Thursday 24 October 2013

DIY time at Network Rail

Shortly after my post about my latest DIY efforts yesterday, I came across this tool box on the up platform at Epsom station, that is to say the platform from which one usually goes up to town, even though, strictly and geographically speaking, it is down hill to the Thames from Epsom.

A tool box which caught my eye because of the care with which a rough wooden box had been replicated in die stamped plastic. It looked decent enough, but somehow such a flagrant fake irritated my sense of what is proper - which is a little silly of me as many buildings, both new and old, are into fakery of much the same sort without irritating in the same way. Perhaps the difference is that the fakery in buildings tends to be ornamental, rather than the whole thing.
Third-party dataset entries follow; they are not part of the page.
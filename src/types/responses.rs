//! Response envelopes returned by the daemon's explorer and host endpoints.

use serde::{Deserialize, Serialize};
use serde_json::{Map, Value};

use super::ledger::{Block, FileContract, FileContractRevision, StorageProof, Transaction};
use super::primitives::{nullable, Currency, Hash, Target};

/// `ResponseType == "Block"`.
#[derive(Debug, Clone, PartialEq, Serialize, Deserialize)]
#[serde(rename_all = "PascalCase")]
pub struct BlockResponse {
    pub block: Block,
    pub height: u64,
}

/// `ResponseType == "Transaction"`. `parent_id` is the containing block.
#[derive(Debug, Clone, PartialEq, Serialize, Deserialize)]
#[serde(rename_all = "PascalCase")]
pub struct TransactionResponse {
    pub tx: Transaction,
    #[serde(rename = "ParentID")]
    pub parent_id: Hash,
    #[serde(default)]
    pub tx_num: u64,
}

/// `ResponseType == "Output"`: names the entity that created the output and,
/// when spent, the transaction that spent it (zero otherwise).
#[derive(Debug, Clone, PartialEq, Serialize, Deserialize)]
#[serde(rename_all = "PascalCase")]
pub struct OutputResponse {
    pub output_tx: Hash,
    #[serde(default)]
    pub input_tx: Hash,
}

/// `ResponseType == "Address"`: every transaction touching the address.
#[derive(Debug, Clone, PartialEq, Serialize, Deserialize)]
#[serde(rename_all = "PascalCase")]
pub struct AddrResponse {
    #[serde(deserialize_with = "nullable")]
    pub txns: Vec<Hash>,
}

/// `ResponseType == "FileContract"`.
#[derive(Debug, Clone, PartialEq, Serialize, Deserialize)]
#[serde(rename_all = "PascalCase")]
pub struct FcResponse {
    pub contract: FileContract,
    #[serde(default)]
    pub contract_txid: Hash,
    #[serde(default, deserialize_with = "nullable")]
    pub revisions: Vec<FileContractRevision>,
    #[serde(default, deserialize_with = "nullable")]
    pub revision_txid: Vec<Hash>,
    #[serde(default)]
    pub proof: Option<StorageProof>,
    #[serde(default)]
    pub proof_txid: Hash,
}

/// Per-height metadata from `/explorer/blockdata`, absent from the block body.
#[derive(Debug, Clone, PartialEq, Serialize, Deserialize)]
#[serde(rename_all = "PascalCase")]
pub struct BlockSummary {
    #[serde(rename = "ID")]
    pub id: Hash,
    #[serde(default)]
    pub timestamp: u64,
    pub target: Target,
    pub size: u64,
}

/// `/explorer/status`. Fields the explorer does not read are kept verbatim so
/// the status can be relayed unchanged.
#[derive(Debug, Clone, PartialEq, Default, Serialize, Deserialize)]
#[serde(rename_all = "PascalCase")]
pub struct ExplorerStatus {
    #[serde(default)]
    pub height: u64,
    #[serde(default)]
    pub block: Hash,
    #[serde(default)]
    pub target: Target,
    #[serde(default)]
    pub total_currency: Currency,
    #[serde(default)]
    pub active_contract_count: u64,
    #[serde(flatten)]
    pub extra: Map<String, Value>,
}

/// One entry of `/hostdb/hosts/active`.
#[derive(Debug, Clone, PartialEq, Serialize, Deserialize)]
#[serde(rename_all = "PascalCase")]
pub struct HostSettings {
    #[serde(rename = "IPAddress")]
    pub ip_address: String,
    #[serde(default)]
    pub total_storage: i64,
    #[serde(default)]
    pub price: Currency,
    #[serde(flatten)]
    pub extra: Map<String, Value>,
}

#[derive(Debug, Clone, PartialEq, Default, Serialize, Deserialize)]
#[serde(rename_all = "PascalCase")]
pub struct ActiveHosts {
    #[serde(default, deserialize_with = "nullable")]
    pub hosts: Vec<HostSettings>,
}
//! HTTP surface for the explorer
//!
//! JSON endpoints over [`Explorer`], with anything unmatched served from the
//! static client directory. This is the only layer that logs errors; it also
//! decides which status each [`ExplorerError`] kind maps to.

use axum::{
    extract::{Path, Query, Request, State},
    http::{self, header, StatusCode},
    middleware::{self, Next},
    response::{IntoResponse, Response},
    routing::get,
    Json, Router,
};
use serde::{Deserialize, Serialize};
use std::net::SocketAddr;
use std::sync::Arc;
use std::time::Instant;
use tower_http::cors::{AllowOrigin, CorsLayer};
use tower_http::services::ServeDir;

use crate::client::{LedgerClient, LedgerQuery};
use crate::config::Config;
use crate::error::ExplorerError;
use crate::hosts::HostDisplayInfo;
use crate::resolver::{BlockView, Explorer, OutputView, Overview, ResolvedView};
use crate::types::{parse_lookup_hash, ExplorerStatus, Hash};

/// Shared handler state. Cloning is cheap; the explorer is behind an `Arc`.
#[derive(Clone)]
pub struct AppState {
    explorer: Arc<Explorer<LedgerClient>>,
    overview_blocks: u64,
}

impl AppState {
    pub fn new(client: LedgerClient, overview_blocks: u64) -> Self {
        Self {
            explorer: Arc::new(Explorer::new(client)),
            overview_blocks,
        }
    }

    pub fn from_config(config: &Config) -> Result<Self, ExplorerError> {
        let client = LedgerClient::new(&config.daemon)?;
        Ok(Self::new(client, config.server.overview_blocks))
    }
}

// ============================================================================
// API Error Handling
// ============================================================================

#[derive(Debug)]
pub struct ApiError(ExplorerError);

impl ApiError {
    pub fn status(&self) -> StatusCode {
        match &self.0 {
            ExplorerError::InvalidInput(_) => StatusCode::BAD_REQUEST,
            ExplorerError::NotFound(_) | ExplorerError::OutputNotFound(_) => {
                StatusCode::NOT_FOUND
            }
            ExplorerError::Transport(_) | ExplorerError::Upstream(_) => StatusCode::BAD_GATEWAY,
            ExplorerError::MalformedResponse(_)
            | ExplorerError::Decode(_)
            | ExplorerError::Config(_) => StatusCode::INTERNAL_SERVER_ERROR,
        }
    }
}

impl From<ExplorerError> for ApiError {
    fn from(err: ExplorerError) -> Self {
        ApiError(err)
    }
}

impl IntoResponse for ApiError {
    fn into_response(self) -> Response {
        let status = self.status();
        let message = self.0.to_string();

        if status.is_server_error() {
            tracing::error!(status = %status.as_u16(), error = %message, "api.error");
        } else {
            tracing::warn!(status = %status.as_u16(), error = %message, "api.error");
        }

        (status, Json(ErrorResponse { error: message })).into_response()
    }
}

#[derive(Serialize)]
struct ErrorResponse {
    error: String,
}

type ApiResult<T> = Result<Json<T>, ApiError>;

// ============================================================================
// Utility Functions
// ============================================================================

fn parse_hash(input: &str) -> Result<Hash, ApiError> {
    Ok(parse_lookup_hash(input)?)
}

fn parse_height(input: &str) -> Result<u64, ApiError> {
    input.trim().parse::<u64>().map_err(|e| {
        ApiError(ExplorerError::InvalidInput(format!(
            "invalid height {:?}: {}",
            input, e
        )))
    })
}

fn not_found(hash: &Hash) -> ApiError {
    ApiError(ExplorerError::NotFound(format!("hash {} not found", hash)))
}

// ============================================================================
// Middleware
// ============================================================================

/// Logs method, path, status and duration for every request.
async fn logging_middleware(req: Request, next: Next) -> Response {
    let start = Instant::now();
    let method = req.method().clone();
    let path = req.uri().path().to_string();

    let response = next.run(req).await;

    tracing::info!(
        method = %method,
        path = %path,
        status = %response.status().as_u16(),
        duration_ms = %start.elapsed().as_millis(),
        "api.request"
    );

    response
}

// ============================================================================
// API Server
// ============================================================================

/// Build the router with all endpoints, falling back to `static_dir`.
pub fn build_api_router(state: AppState, static_dir: &str) -> Router {
    let cors = CorsLayer::new()
        .allow_origin(AllowOrigin::mirror_request())
        .allow_methods(vec![http::Method::GET, http::Method::OPTIONS])
        .allow_headers(vec![http::header::CONTENT_TYPE]);

    let api_routes = Router::new()
        .route("/hash/:hash", get(get_hash))
        .route("/block/hash/:hash", get(get_block_by_hash))
        .route("/block/height/:height", get(get_block_by_height))
        .route("/output/:id", get(get_output))
        .route("/transaction/:id/inputs", get(get_transaction_inputs))
        .route("/hosts", get(get_hosts))
        .route("/status", get(get_status))
        .route("/overview", get(get_overview))
        .route("/health", get(health_check));

    Router::new()
        .nest("/api", api_routes)
        .route("/height", get(redirect_height))
        .with_state(state)
        .fallback_service(ServeDir::new(static_dir))
        .layer(middleware::from_fn(logging_middleware))
        .layer(cors)
}

/// Binds `server.port` on all interfaces and serves until the process exits.
pub async fn run_api_server(config: Config) -> Result<(), Box<dyn std::error::Error>> {
    let state = AppState::from_config(&config)?;
    let app = build_api_router(state, &config.server.static_dir);

    let addr = SocketAddr::from(([0, 0, 0, 0], config.server.port));
    let listener = tokio::net::TcpListener::bind(addr).await?;

    tracing::info!(
        addr = %addr,
        daemon = %config.daemon.url,
        static_dir = %config.server.static_dir,
        "explorer listening"
    );

    axum::serve(listener, app).await?;

    Ok(())
}

// ============================================================================
// Route Handlers
// ============================================================================

async fn get_hash(
    State(state): State<AppState>,
    Path(hash): Path<String>,
) -> ApiResult<ResolvedView> {
    let hash = parse_hash(&hash)?;
    match state.explorer.resolve_hash(&hash).await? {
        ResolvedView::NotFound => Err(not_found(&hash)),
        view => Ok(Json(view)),
    }
}

async fn get_block_by_hash(
    State(state): State<AppState>,
    Path(hash): Path<String>,
) -> ApiResult<BlockView> {
    let hash = parse_hash(&hash)?;
    match state.explorer.resolve_hash(&hash).await? {
        ResolvedView::Block(view) => Ok(Json(view)),
        ResolvedView::NotFound => Err(not_found(&hash)),
        _ => Err(ApiError(ExplorerError::NotFound(format!(
            "{} is not a block",
            hash
        )))),
    }
}

async fn get_block_by_height(
    State(state): State<AppState>,
    Path(height): Path<String>,
) -> ApiResult<BlockView> {
    let height = parse_height(&height)?;
    Ok(Json(state.explorer.resolve_height(height).await?))
}

async fn get_output(
    State(state): State<AppState>,
    Path(id): Path<String>,
) -> ApiResult<OutputView> {
    let id = parse_hash(&id)?;
    Ok(Json(state.explorer.find_output(&id).await?))
}

async fn get_transaction_inputs(
    State(state): State<AppState>,
    Path(id): Path<String>,
) -> ApiResult<Vec<OutputView>> {
    let id = parse_hash(&id)?;
    match state.explorer.resolve_hash(&id).await? {
        ResolvedView::Transaction(view) => Ok(Json(state.explorer.trace_inputs(&view).await?)),
        ResolvedView::NotFound => Err(not_found(&id)),
        _ => Err(ApiError(ExplorerError::NotFound(format!(
            "{} is not a transaction",
            id
        )))),
    }
}

async fn get_hosts(State(state): State<AppState>) -> ApiResult<Vec<HostDisplayInfo>> {
    Ok(Json(state.explorer.active_hosts().await?))
}

async fn get_status(State(state): State<AppState>) -> ApiResult<ExplorerStatus> {
    Ok(Json(state.explorer.ledger().fetch_status().await?))
}

async fn get_overview(State(state): State<AppState>) -> ApiResult<Overview> {
    Ok(Json(state.explorer.overview(state.overview_blocks).await?))
}

/// Healthy when the daemon answers a version query.
async fn health_check(State(state): State<AppState>) -> impl IntoResponse {
    let timestamp = chrono::Utc::now().to_rfc3339();
    match state.explorer.ledger().fetch_version().await {
        Ok(version) => (
            StatusCode::OK,
            Json(serde_json::json!({
                "status": "healthy",
                "daemon_version": version,
                "timestamp": timestamp,
            })),
        ),
        Err(e) => {
            tracing::warn!(error = %e, "daemon unreachable");
            (
                StatusCode::SERVICE_UNAVAILABLE,
                Json(serde_json::json!({
                    "status": "unhealthy",
                    "error": e.to_string(),
                    "timestamp": timestamp,
                })),
            )
        }
    }
}

#[derive(Debug, Deserialize)]
struct HeightQuery {
    h: Option<String>,
}

/// `/height?h=<n>` answers with a permanent redirect to the block's hash page.
async fn redirect_height(
    State(state): State<AppState>,
    Query(query): Query<HeightQuery>,
) -> Result<Response, ApiError> {
    let raw = query.h.ok_or_else(|| {
        ApiError(ExplorerError::InvalidInput(
            "missing query parameter h".to_string(),
        ))
    })?;
    let height = parse_height(&raw)?;
    let summary = state.explorer.block_summary(height).await?;

    Ok((
        StatusCode::MOVED_PERMANENTLY,
        [(header::LOCATION, format!("/api/hash/{}", summary.id))],
    )
        .into_response())
}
Cannot the hordes of wannabee creative people pouring out of all our art and design places come up with something better for tool boxes?

The tool box may have been for the use of the contractors who were busily extending the already long platform a couple of yards or so in a southerly direction. Together with the rather larger scale extensions to the platforms at a number of the stations on the way into town, I was told that it was all part of a move up to a 10 coach standard for all the trains on this part of the network, so maybe a bit less involuntary standing (although I often to prefer to stand these days). The building works were running late and it was not clear whether the 10 coach trains were to be the product of strapping two extra coaches onto the existing sets, perhaps cannibalising some of them to provide the extra, or whether there was to be a new purchase.

The latter might have the plus of loosening the grip of Porterbrook Leasing (http://www.porterbrook.co.uk/) on what was our rolling stock, an operation which I understand to be headed up by a small number of chaps who made a very large amount of money out of the sell-off of British Rail assets and whose unusual property tag is to be seen on the inside of all Southwest Trains rolling stock, just above the windows at the ends of the carriages.